## THE INPUT

----------

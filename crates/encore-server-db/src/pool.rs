// Copyright (c) 2025 Encore Contributors. All rights reserved.
// SPDX-License-Identifier: Proprietary

use sqlx::sqlite::{SqliteConnectOptions, SqliteJournalMode, SqlitePool, SqliteSynchronous};
use std::str::FromStr;

use crate::error::DbError;

/// Create a SqlitePool with WAL mode and common settings.
///
/// # Arguments
/// * `database_url` - SQLite connection string (e.g., "sqlite:./encore.db")
///
/// # Errors
/// Returns `DbError::Internal` if the URL is invalid or connection fails.
#[tracing::instrument(skip(database_url))]
pub async fn create_pool(database_url: &str) -> Result<SqlitePool, DbError> {
	let options = SqliteConnectOptions::from_str(database_url)
		.map_err(|e| DbError::Internal(format!("Invalid database URL: {e}")))?
		.journal_mode(SqliteJournalMode::Wal)
		.synchronous(SqliteSynchronous::Normal)
		.create_if_missing(true);

	let pool = SqlitePool::connect_with(options).await?;

	tracing::debug!("database pool created");
	Ok(pool)
}
// Copyright (c) 2025 Encore Contributors. All rights reserved.
// SPDX-License-Identifier: Proprietary

//! Schema setup.
//!
//! The schema is small enough that idempotent `CREATE TABLE IF NOT EXISTS`
//! statements run at startup cover it; there is no versioned migration
//! history yet.

use sqlx::sqlite::SqlitePool;

use crate::error::DbError;

/// Create all tables if they do not exist.
#[tracing::instrument(skip(pool))]
pub async fn run_migrations(pool: &SqlitePool) -> Result<(), DbError> {
	sqlx::query(
		r#"
		CREATE TABLE IF NOT EXISTS members (
			id TEXT PRIMARY KEY,
			email TEXT UNIQUE NOT NULL,
			name TEXT NOT NULL,
			gender TEXT NOT NULL,
			birth_date TEXT NOT NULL,
			phone_number TEXT NOT NULL,
			password TEXT NOT NULL,
			kakao_linked INTEGER NOT NULL DEFAULT 0,
			created_at TEXT NOT NULL,
			updated_at TEXT NOT NULL
		)
		"#,
	)
	.execute(pool)
	.await?;

	sqlx::query(
		r#"
		CREATE TABLE IF NOT EXISTS venues (
			id TEXT PRIMARY KEY,
			name TEXT NOT NULL,
			created_at TEXT NOT NULL
		)
		"#,
	)
	.execute(pool)
	.await?;

	sqlx::query(
		r#"
		CREATE TABLE IF NOT EXISTS seats (
			id TEXT PRIMARY KEY,
			venue_id TEXT NOT NULL REFERENCES venues(id),
			seat_row INTEGER NOT NULL,
			seat_column INTEGER NOT NULL,
			UNIQUE(venue_id, seat_row, seat_column)
		)
		"#,
	)
	.execute(pool)
	.await?;

	tracing::debug!("database schema ensured");
	Ok(())
}

#[cfg(test)]
mod tests {
	use super::*;
	use crate::testing::create_test_pool;

	#[tokio::test]
	async fn migrations_are_idempotent() {
		let pool = create_test_pool().await;
		run_migrations(&pool).await.unwrap();
		run_migrations(&pool).await.unwrap();
	}

	#[tokio::test]
	async fn email_is_unique() {
		let pool = create_test_pool().await;
		run_migrations(&pool).await.unwrap();

		let insert = r#"
			INSERT INTO members (id, email, name, gender, birth_date, phone_number, password, kakao_linked, created_at, updated_at)
			VALUES (?, 'a@x.com', 'A', 'MALE', '1995-03-14', '01012345678', 'pw', 1, '2025-01-01T00:00:00Z', '2025-01-01T00:00:00Z')
		"#;
		sqlx::query(insert)
			.bind("id-1")
			.execute(&pool)
			.await
			.unwrap();
		assert!(sqlx::query(insert).bind("id-2").execute(&pool).await.is_err());
	}
}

----------

## EXERCISE
Each of the records is to be repeated word for word.

## SOLUTION TO THIS EXERCISE
filename crates/encore-server-db/src/pool.rs
// Copyright (c) 2025 Encore Contributors. All rights reserved.
// SPDX-License-Identifier: Proprietary

use sqlx::sqlite::{SqliteConnectOptions, SqliteJournalMode, SqlitePool, SqliteSynchronous};
use std::str::FromStr;

use crate::error::DbError;

/// Create a SqlitePool with WAL mode and common settings.
///
/// # Arguments
/// * `database_url` - SQLite connection string (e.g., "sqlite:./encore.db")
///
/// # Errors
/// Returns `DbError::Internal` if the URL is invalid or connection fails.
#[tracing::instrument(skip(database_url))]
pub async fn create_pool(database_url: &str) -> Result<SqlitePool, DbError> {
	let options = SqliteConnectOptions::from_str(database_url)
		.map_err(|e| DbError::Internal(format!("Invalid database URL: {e}")))?
		.journal_mode(SqliteJournalMode::Wal)
		.synchronous(SqliteSynchronous::Normal)
		.create_if_missing(true);

	let pool = SqlitePool::connect_with(options).await?;

	tracing::debug!("database pool created");
	Ok(pool)
}
// Copyright (c) 2025 Encore Contributors. All rights reserved.
// SPDX-License-Identifier: Proprietary

//! Schema setup.
//!
//! The schema is small enough that idempotent `CREATE TABLE IF NOT EXISTS`
//! statements run at startup cover it; there is no versioned migration
//! history yet.

use sqlx::sqlite::SqlitePool;

use crate::error::DbError;

/// Create all tables if they do not exist.
#[tracing::instrument(skip(pool))]
pub async fn run_migrations(pool: &SqlitePool) -> Result<(), DbError> {
	sqlx::query(
		r#"
		CREATE TABLE IF NOT EXISTS members (
			id TEXT PRIMARY KEY,
			email TEXT UNIQUE NOT NULL,
			name TEXT NOT NULL,
			gender TEXT NOT NULL,
			birth_date TEXT NOT NULL,
			phone_number TEXT NOT NULL,
			password TEXT NOT NULL,
			kakao_linked INTEGER NOT NULL DEFAULT 0,
			created_at TEXT NOT NULL,
			updated_at TEXT NOT NULL
		)
		"#,
	)
	.execute(pool)
	.await?;

	sqlx::query(
		r#"
		CREATE TABLE IF NOT EXISTS venues (
			id TEXT PRIMARY KEY,
			name TEXT NOT NULL,
			created_at TEXT NOT NULL
		)
		"#,
	)
	.execute(pool)
	.await?;

	sqlx::query(
		r#"
		CREATE TABLE IF NOT EXISTS seats (
			id TEXT PRIMARY KEY,
			venue_id TEXT NOT NULL REFERENCES venues(id),
			seat_row INTEGER NOT NULL,
			seat_column INTEGER NOT NULL,
			UNIQUE(venue_id, seat_row, seat_column)
		)
		"#,
	)
	.execute(pool)
	.await?;

	tracing::debug!("database schema ensured");
	Ok(())
}

#[cfg(test)]
mod tests {
	use super::*;
	use crate::testing::create_test_pool;

	#[tokio::test]
	async fn migrations_are_idempotent() {
		let pool = create_test_pool().await;
		run_migrations(&pool).await.unwrap();
		run_migrations(&pool).await.unwrap();
	}

	#[tokio::test]
	async fn email_is_unique() {
		let pool = create_test_pool().await;
		run_migrations(&pool).await.unwrap();

		let insert = r#"
			INSERT INTO members (id, email, name, gender, birth_date, phone_number, password, kakao_linked, created_at, updated_at)
			VALUES (?, 'a@x.com', 'A', 'MALE', '1995-03-14', '01012345678', 'pw', 1, '2025-01-01T00:00:00Z', '2025-01-01T00:00:00Z')
		"#;
		sqlx::query(insert)
			.bind("id-1")
			.execute(&pool)
			.await
			.unwrap();
		assert!(sqlx::query(insert).bind("id-2").execute(&pool).await.is_err());
	}
}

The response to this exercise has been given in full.